Exercise description -
Nothing should be left out: repeat all the data exactly.

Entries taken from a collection
_ _ _ _ _
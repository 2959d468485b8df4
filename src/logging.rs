use std::env;

use once_cell::sync::OnceCell;
use tracing_subscriber::prelude::*;
use tracing_subscriber::EnvFilter;

static INIT: OnceCell<()> = OnceCell::new();

/// Filter directive: `--verbose` wins, then STACKYARD_LOG, then RUST_LOG, then `info`.
pub fn filter_directive(verbose: bool) -> String {
    if verbose {
        return "debug".to_string();
    }
    ["STACKYARD_LOG", "RUST_LOG"]
        .iter()
        .filter_map(|k| env::var(k).ok())
        .map(|s| s.trim().to_string())
        .find(|s| !s.is_empty())
        .unwrap_or_else(|| "info".to_string())
}

/// Install the stderr fmt subscriber once per process. Returns false if one was already set.
pub fn init_logging(verbose: bool) -> bool {
    if INIT.get().is_some() {
        return false;
    }
    let directive = filter_directive(verbose);
    let filter = EnvFilter::try_new(&directive).unwrap_or_else(|e| {
        eprintln!("stackyard: invalid log filter {directive:?} ({e}); using info");
        EnvFilter::new("info")
    });
    let fmt_layer = tracing_subscriber::fmt::layer()
        .with_writer(std::io::stderr)
        .with_target(false);

    if tracing_subscriber::registry()
        .with(filter)
        .with(fmt_layer)
        .try_init()
        .is_err()
    {
        return false;
    }
    let _ = INIT.set(());
    true
}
_ _ _ _ _
Answer space -
repository 2959d468485b8df4
filename src/logging.rs
use std::env;

use once_cell::sync::OnceCell;
use tracing_subscriber::prelude::*;
use tracing_subscriber::EnvFilter;

static INIT: OnceCell<()> = OnceCell::new();

/// Filter directive: `--verbose` wins, then STACKYARD_LOG, then RUST_LOG, then `info`.
pub fn filter_directive(verbose: bool) -> String {
    if verbose {
        return "debug".to_string();
    }
    ["STACKYARD_LOG", "RUST_LOG"]
        .iter()
        .filter_map(|k| env::var(k).ok())
        .map(|s| s.trim().to_string())
        .find(|s| !s.is_empty())
        .unwrap_or_else(|| "info".to_string())
}

/// Install the stderr fmt subscriber once per process. Returns false if one was already set.
pub fn init_logging(verbose: bool) -> bool {
    if INIT.get().is_some() {
        return false;
    }
    let directive = filter_directive(verbose);
    let filter = EnvFilter::try_new(&directive).unwrap_or_else(|e| {
        eprintln!("stackyard: invalid log filter {directive:?} ({e}); using info");
        EnvFilter::new("info")
    });
    let fmt_layer = tracing_subscriber::fmt::layer()
        .with_writer(std::io::stderr)
        .with_target(false);

    if tracing_subscriber::registry()
        .with(filter)
        .with(fmt_layer)
        .try_init()
        .is_err()
    {
        return false;
    }
    let _ = INIT.set(());
    true
}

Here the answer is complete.